What is wanted is an exact copy of the lines from the top of the listing through the line containing "fn temp_dir(prefix: &str)".

=== DATA TO PROCESS ===

use serde_json::json;
use std::io::{BufRead, BufReader, Write};
use std::path::PathBuf;
use std::process::{Child, ChildStdin, ChildStdout, Command, Stdio};
use std::time::{SystemTime, UNIX_EPOCH};

fn temp_dir(prefix: &str) -> PathBuf {
    let p = std::env::temp_dir().join(format!(
        "{}-{}",
        prefix,
        SystemTime::now()
            .duration_since(UNIX_EPOCH)
            .expect("clock")
            .as_nanos()
    ));
    std::fs::create_dir_all(&p).expect("create temp dir");
    p
}

fn spawn_sidecar() -> (Child, ChildStdin, BufReader<ChildStdout>) {
    let exe = env!("CARGO_BIN_EXE_bulletind");
    let mut child = Command::new(exe)
        .stdin(Stdio::piped())
        .stdout(Stdio::piped())
        .stderr(Stdio::null())
        .spawn()
        .expect("spawn bulletind");
    let stdin = child.stdin.take().expect("child stdin");
    let stdout = child.stdout.take().expect("child stdout");
    (child, stdin, BufReader::new(stdout))
}

fn request(
    stdin: &mut ChildStdin,
    reader: &mut BufReader<ChildStdout>,
    id: &str,
    method: &str,
    params: serde_json::Value,
) -> serde_json::Value {
    let payload = json!({
        "id": id,
        "method": method,
        "params": params,
    });
    writeln!(stdin, "{}", payload).expect("write request");
    stdin.flush().expect("flush request");

    let mut line = String::new();
    reader.read_line(&mut line).expect("read response line");
    let value: serde_json::Value = serde_json::from_str(line.trim()).expect("parse response json");
    assert_eq!(value.get("id").and_then(|v| v.as_str()), Some(id));
    value
}

fn request_ok(
    stdin: &mut ChildStdin,
    reader: &mut BufReader<ChildStdout>,
    id: &str,
    method: &str,
    params: serde_json::Value,
) -> serde_json::Value {
    let value = request(stdin, reader, id, method, params);
    assert!(
        value.get("ok").and_then(|v| v.as_bool()).unwrap_or(false),
        "{} failed: {}",
        method,
        value
    );
    value.get("result").cloned().unwrap_or_else(|| json!({}))
}

fn str_field(result: &serde_json::Value, key: &str) -> String {
    result
        .get(key)
        .and_then(|v| v.as_str())
        .unwrap_or_else(|| panic!("missing {key} in {result}"))
        .to_string()
}

#[test]
fn ranking_skips_after_ties_and_excludes_unranked_students() {
    let workspace = temp_dir("bulletin-ranking");
    let (mut child, mut stdin, mut reader) = spawn_sidecar();

    let _ = request_ok(
        &mut stdin,
        &mut reader,
        "1",
        "workspace.select",
        json!({ "path": workspace.to_string_lossy() }),
    );
    let year = request_ok(
        &mut stdin,
        &mut reader,
        "2",
        "years.create",
        json!({ "label": "2025-2026" }),
    );
    let year_id = str_field(&year, "schoolYearId");
    let period = request_ok(
        &mut stdin,
        &mut reader,
        "3",
        "periods.create",
        json!({ "schoolYearId": year_id, "name": "Trimestre 1", "kind": "term" }),
    );
    let period_id = str_field(&period, "periodId");
    let _ = request_ok(
        &mut stdin,
        &mut reader,
        "4",
        "periods.setActive",
        json!({ "periodId": period_id, "active": true }),
    );
    let class = request_ok(
        &mut stdin,
        &mut reader,
        "5",
        "classes.create",
        json!({ "schoolYearId": year_id, "name": "5B" }),
    );
    let class_id = str_field(&class, "classId");
    let subject = request_ok(
        &mut stdin,
        &mut reader,
        "6",
        "subjects.create",
        json!({ "name": "Mathematiques", "shortCode": "MAT" }),
    );
    let assigned = request_ok(
        &mut stdin,
        &mut reader,
        "7",
        "curriculum.assign",
        json!({
            "classId": class_id,
            "subjectId": str_field(&subject, "subjectId"),
            "coefficient": 1.0
        }),
    );
    let cs_id = str_field(&assigned, "classSubjectId");

    // Aubert and Brun tie at 17, Caron has 14, Dias has no entry at all,
    // Evrard scores 19 but leaves the class mid-term.
    let mut ids = Vec::new();
    for (i, (last, first)) in [
        ("Aubert", "Paul"),
        ("Brun", "Emma"),
        ("Caron", "Lucas"),
        ("Dias", "Nina"),
        ("Evrard", "Tom"),
    ]
    .iter()
    .enumerate()
    {
        let created = request_ok(
            &mut stdin,
            &mut reader,
            &format!("s{i}"),
            "students.create",
            json!({ "classId": class_id, "lastName": last, "firstName": first }),
        );
        ids.push(str_field(&created, "studentId"));
    }
    for (i, (student, value)) in [
        (&ids[0], 17.0),
        (&ids[1], 17.0),
        (&ids[2], 14.0),
        (&ids[4], 19.0),
    ]
    .iter()
    .enumerate()
    {
        let _ = request_ok(
            &mut stdin,
            &mut reader,
            &format!("g{i}"),
            "grades.record",
            json!({
                "studentId": student,
                "classSubjectId": cs_id,
                "periodId": period_id,
                "value": value
            }),
        );
    }
    let _ = request_ok(
        &mut stdin,
        &mut reader,
        "10",
        "students.update",
        json!({ "studentId": ids[4], "patch": { "active": false } }),
    );

    let results = request_ok(
        &mut stdin,
        &mut reader,
        "11",
        "reports.classResultsModel",
        json!({ "classId": class_id, "periodId": period_id }),
    );

    // Competition ranking: 17, 17, 14 gives ranks 1, 1, 3.
    assert_eq!(
        results
            .pointer("/students/0/classRank")
            .and_then(|v| v.as_i64()),
        Some(1)
    );
    assert_eq!(
        results
            .pointer("/students/1/classRank")
            .and_then(|v| v.as_i64()),
        Some(1)
    );
    assert_eq!(
        results
            .pointer("/students/2/classRank")
            .and_then(|v| v.as_i64()),
        Some(3)
    );

    // No entries: no average, no rank.
    assert!(results
        .pointer("/students/3/overallAverage")
        .expect("overallAverage present")
        .is_null());
    assert!(results
        .pointer("/students/3/classRank")
        .expect("classRank present")
        .is_null());

    // Inactive students keep their computed average but never rank and
    // never count toward the class statistics.
    assert_eq!(
        results
            .pointer("/students/4/active")
            .and_then(|v| v.as_bool()),
        Some(false)
    );
    assert_eq!(
        results
            .pointer("/students/4/overallAverage")
            .and_then(|v| v.as_f64()),
        Some(19.0)
    );
    assert!(results
        .pointer("/students/4/classRank")
        .expect("classRank present")
        .is_null());

    assert_eq!(
        results
            .pointer("/stats/rankedCount")
            .and_then(|v| v.as_i64()),
        Some(3)
    );
    assert_eq!(
        results.pointer("/stats/mean").and_then(|v| v.as_f64()),
        Some(16.0)
    );
    assert_eq!(
        results.pointer("/stats/min").and_then(|v| v.as_f64()),
        Some(14.0)
    );
    assert_eq!(
        results.pointer("/stats/max").and_then(|v| v.as_f64()),
        Some(17.0)
    );
    assert_eq!(
        results.pointer("/stats/median").and_then(|v| v.as_f64()),
        Some(17.0)
    );
    // 19 from the inactive student is not in any band bucket.
    assert_eq!(
        results
            .pointer("/stats/bands/0/count")
            .and_then(|v| v.as_i64()),
        Some(2)
    );
    assert_eq!(
        results
            .pointer("/stats/bands/1/count")
            .and_then(|v| v.as_i64()),
        Some(1)
    );

    drop(stdin);
    let _ = child.wait();
    let _ = std::fs::remove_dir_all(workspace);
}
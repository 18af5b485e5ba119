mod backup;
mod bulletin;
mod calc;
mod db;
mod ipc;

use std::io::{self, BufRead, Write};

fn main() {
    let mut state = ipc::AppState::new();

    let stdin = io::stdin();
    let mut stdout = io::stdout();

    for line in stdin.lock().lines() {
        let line = match line {
            Ok(v) => v,
            Err(_) => break,
        };
        if line.trim().is_empty() {
            continue;
        }

        let req: ipc::Request = match serde_json::from_str(&line) {
            Ok(v) => v,
            Err(e) => {
                // Can't address the reply without an id.
                let resp = serde_json::json!({
                    "ok": false,
                    "error": { "code": "bad_json", "message": e.to_string() },
                });
                let _ = writeln!(stdout, "{}", resp);
                let _ = stdout.flush();
                continue;
            }
        };

        let resp = ipc::handle_request(&mut state, req);
        let _ = writeln!(
            stdout,
            "{}",
            serde_json::to_string(&resp).unwrap_or_else(|_| "{\"ok\":false}".to_string())
        );
        let _ = stdout.flush();
    }
}
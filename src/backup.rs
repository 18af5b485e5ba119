use anyhow::{anyhow, Context};
use serde_json::json;
use sha2::{Digest, Sha256};
use std::fs::File;
use std::io::{Read, Write};
use std::path::Path;
use std::time::{SystemTime, UNIX_EPOCH};
use zip::write::FileOptions;
use zip::{CompressionMethod, ZipArchive, ZipWriter};

const MANIFEST_ENTRY: &str = "manifest.json";
const DB_ENTRY: &str = "db/bulletin.sqlite3";
const META_WORKSPACE_ENTRY: &str = "meta/workspace.json";
const DB_FILE: &str = "bulletin.sqlite3";
pub const BUNDLE_FORMAT_V1: &str = "bulletin-workspace-v1";

#[derive(Debug, Clone)]
pub struct ExportSummary {
    pub bundle_format: String,
    pub entry_count: usize,
    pub db_sha256: String,
}

#[derive(Debug, Clone)]
pub struct ImportSummary {
    pub bundle_format_detected: String,
    pub db_sha256: String,
}

pub fn export_workspace_bundle(
    workspace_path: &Path,
    out_path: &Path,
) -> anyhow::Result<ExportSummary> {
    let db_path = workspace_path.join(DB_FILE);
    if !db_path.is_file() {
        return Err(anyhow!(
            "workspace database not found: {}",
            db_path.to_string_lossy()
        ));
    }

    if let Some(parent) = out_path.parent() {
        std::fs::create_dir_all(parent)
            .with_context(|| format!("failed to create directory {}", parent.to_string_lossy()))?;
    }

    let db_bytes = std::fs::read(&db_path)
        .with_context(|| format!("failed to read database {}", db_path.to_string_lossy()))?;
    let db_sha256 = sha256_hex(&db_bytes);

    let out_file = File::create(out_path).with_context(|| {
        format!(
            "failed to create output file {}",
            out_path.to_string_lossy()
        )
    })?;
    let mut zip = ZipWriter::new(out_file);
    let opts = FileOptions::default().compression_method(CompressionMethod::Deflated);

    let exported_at = SystemTime::now()
        .duration_since(UNIX_EPOCH)
        .unwrap_or_default()
        .as_secs();
    let manifest = json!({
        "format": BUNDLE_FORMAT_V1,
        "version": 1,
        "appVersion": env!("CARGO_PKG_VERSION"),
        "exportedAt": exported_at,
        "dbSha256": db_sha256,
    });
    zip.start_file(MANIFEST_ENTRY, opts)
        .context("failed to start manifest entry")?;
    zip.write_all(
        serde_json::to_string_pretty(&manifest)
            .context("failed to serialize manifest")?
            .as_bytes(),
    )
    .context("failed to write manifest entry")?;

    zip.start_file(DB_ENTRY, opts)
        .context("failed to start database entry")?;
    zip.write_all(&db_bytes)
        .context("failed to write database entry")?;

    let workspace_meta = json!({
        "sourceWorkspace": workspace_path.to_string_lossy(),
    });
    zip.start_file(META_WORKSPACE_ENTRY, opts)
        .context("failed to start workspace metadata entry")?;
    zip.write_all(
        serde_json::to_string_pretty(&workspace_meta)
            .context("failed to serialize workspace metadata")?
            .as_bytes(),
    )
    .context("failed to write workspace metadata entry")?;

    zip.finish().context("failed to finalize zip bundle")?;

    Ok(ExportSummary {
        bundle_format: BUNDLE_FORMAT_V1.to_string(),
        entry_count: 3,
        db_sha256,
    })
}

pub fn import_workspace_bundle(
    in_path: &Path,
    workspace_path: &Path,
) -> anyhow::Result<ImportSummary> {
    std::fs::create_dir_all(workspace_path).with_context(|| {
        format!(
            "failed to create workspace {}",
            workspace_path.to_string_lossy()
        )
    })?;
    let dst = workspace_path.join(DB_FILE);

    if !is_zip_file(in_path)? {
        return Err(anyhow!(
            "not a workspace bundle: {}",
            in_path.to_string_lossy()
        ));
    }

    let in_file = File::open(in_path)
        .with_context(|| format!("failed to open bundle {}", in_path.to_string_lossy()))?;
    let mut archive = ZipArchive::new(in_file).context("invalid zip archive")?;

    let mut manifest_text = String::new();
    archive
        .by_name(MANIFEST_ENTRY)
        .context("bundle missing manifest.json")?
        .read_to_string(&mut manifest_text)
        .context("failed to read manifest.json")?;
    let manifest: serde_json::Value =
        serde_json::from_str(&manifest_text).context("manifest.json is invalid JSON")?;
    let format = manifest
        .get("format")
        .and_then(|v| v.as_str())
        .unwrap_or("");
    if format != BUNDLE_FORMAT_V1 {
        return Err(anyhow!("unsupported bundle format: {}", format));
    }
    let expected_sha256 = manifest
        .get("dbSha256")
        .and_then(|v| v.as_str())
        .ok_or_else(|| anyhow!("bundle manifest missing dbSha256"))?
        .to_string();

    let mut db_bytes = Vec::new();
    archive
        .by_name(DB_ENTRY)
        .context("bundle missing db/bulletin.sqlite3")?
        .read_to_end(&mut db_bytes)
        .context("failed to extract database entry")?;
    let actual_sha256 = sha256_hex(&db_bytes);
    if actual_sha256 != expected_sha256 {
        return Err(anyhow!(
            "bundle checksum mismatch: manifest says {} but database entry is {}",
            expected_sha256,
            actual_sha256
        ));
    }

    let tmp_dst = workspace_path.join("bulletin.sqlite3.importing");
    if tmp_dst.exists() {
        let _ = std::fs::remove_file(&tmp_dst);
    }
    let mut db_out = File::create(&tmp_dst).with_context(|| {
        format!(
            "failed to create temp database {}",
            tmp_dst.to_string_lossy()
        )
    })?;
    db_out
        .write_all(&db_bytes)
        .context("failed to write extracted database")?;
    db_out
        .flush()
        .context("failed to flush extracted database")?;
    drop(db_out);

    if dst.exists() {
        std::fs::remove_file(&dst).with_context(|| {
            format!(
                "failed to remove existing database {}",
                dst.to_string_lossy()
            )
        })?;
    }
    std::fs::rename(&tmp_dst, &dst).with_context(|| {
        format!(
            "failed to move extracted database to {}",
            dst.to_string_lossy()
        )
    })?;

    Ok(ImportSummary {
        bundle_format_detected: BUNDLE_FORMAT_V1.to_string(),
        db_sha256: actual_sha256,
    })
}

fn is_zip_file(path: &Path) -> anyhow::Result<bool> {
    let mut f = File::open(path)
        .with_context(|| format!("failed to open input file {}", path.to_string_lossy()))?;
    let mut sig = [0u8; 4];
    let read = f.read(&mut sig).context("failed to read file signature")?;
    if read < 4 {
        return Ok(false);
    }
    Ok(sig == [0x50, 0x4B, 0x03, 0x04])
}

fn sha256_hex(bytes: &[u8]) -> String {
    let mut hasher = Sha256::new();
    hasher.update(bytes);
    hasher
        .finalize()
        .iter()
        .map(|b| format!("{:02x}", b))
        .collect()
}
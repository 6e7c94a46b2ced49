//! Proportional payout allocation.
//!
//! Pure computation: given a farm's holdings snapshot and a cash amount,
//! produce the exact per-holding split. All arithmetic is decimal; rounding
//! is "half away from zero" at fixed precision, and the rounded shares are
//! forced to conserve the rounded total by assigning any residual cents to
//! the largest holder (first by insertion order on ties).

use crate::error::PlatformError;
use crate::holding::Holding;
use crate::id::{FarmId, HoldingId};
use chrono::{DateTime, Utc};
use rust_decimal::{Decimal, RoundingStrategy};
use serde::{Deserialize, Serialize};

/// Decimal places kept for the per-token rate.
pub const PAYOUT_PER_TOKEN_DP: u32 = 4;
/// Decimal places kept for money amounts.
pub const AMOUNT_DP: u32 = 2;

/// Round half away from zero at `dp` places.
pub fn round_half_away(value: Decimal, dp: u32) -> Decimal {
    value.round_dp_with_strategy(dp, RoundingStrategy::MidpointAwayFromZero)
}

/// One holding's slice of a payout event.
#[derive(Debug, Clone, PartialEq, Serialize, Deserialize)]
#[serde(rename_all = "camelCase")]
pub struct PayoutShare {
    pub holding_id: HoldingId,
    pub investor_email: String,
    pub tokens_owned: u64,
    pub amount: Decimal,
}

/// The full accounting breakdown of one payout event. Reproducible from the
/// same holdings snapshot; the caller is responsible for moving funds.
#[derive(Debug, Clone, PartialEq, Serialize, Deserialize)]
#[serde(rename_all = "camelCase")]
pub struct PayoutReport {
    pub farm_id: FarmId,
    pub payout_per_token: Decimal,
    pub total_tokens: u64,
    pub total_amount: Decimal,
    pub payout_date: DateTime<Utc>,
    pub description: String,
    /// Ledger insertion order; drives deterministic residual assignment
    pub per_holding: Vec<PayoutShare>,
}

/// Split `total_amount` across `holdings` in proportion to tokens owned.
///
/// `holdings` must be in ledger insertion order. The sum of the returned
/// amounts equals `total_amount` rounded to cents, exactly.
pub fn allocate(
    farm_id: &FarmId,
    holdings: &[Holding],
    total_amount: Decimal,
    payout_date: DateTime<Utc>,
    description: &str,
) -> Result<PayoutReport, PlatformError> {
    if total_amount <= Decimal::ZERO {
        return Err(PlatformError::InvalidAmount(total_amount));
    }

    let total_tokens: u64 = holdings.iter().map(|h| h.tokens_owned).sum();
    if holdings.is_empty() || total_tokens == 0 {
        return Err(PlatformError::NoHoldings(farm_id.clone()));
    }

    let payout_per_token = round_half_away(
        total_amount / Decimal::from(total_tokens),
        PAYOUT_PER_TOKEN_DP,
    );

    let mut per_holding: Vec<PayoutShare> = holdings
        .iter()
        .map(|h| PayoutShare {
            holding_id: h.holding_id.clone(),
            investor_email: h.investor_email.clone(),
            tokens_owned: h.tokens_owned,
            amount: round_half_away(Decimal::from(h.tokens_owned) * payout_per_token, AMOUNT_DP),
        })
        .collect();

    // Conservation: rounded shares must sum to the rounded total. Any
    // residual goes to the largest holder; the strict `>` keeps the first
    // of equally-sized holders, matching insertion order.
    let target = round_half_away(total_amount, AMOUNT_DP);
    let distributed: Decimal = per_holding.iter().map(|s| s.amount).sum();
    let residual = target - distributed;
    if !residual.is_zero() {
        let mut largest = 0;
        for (i, share) in per_holding.iter().enumerate() {
            if share.tokens_owned > per_holding[largest].tokens_owned {
                largest = i;
            }
        }
        per_holding[largest].amount += residual;
    }

    Ok(PayoutReport {
        farm_id: farm_id.clone(),
        payout_per_token,
        total_tokens,
        total_amount: target,
        payout_date,
        description: description.to_string(),
        per_holding,
    })
}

===

§ **EXERCISE RESULT**:
use serde_json::json;
use std::io::{BufRead, BufReader, Write};
use std::path::PathBuf;
use std::process::{Child, ChildStdin, ChildStdout, Command, Stdio};
use std::time::{SystemTime, UNIX_EPOCH};

fn temp_dir(prefix: &str) -> PathBuf {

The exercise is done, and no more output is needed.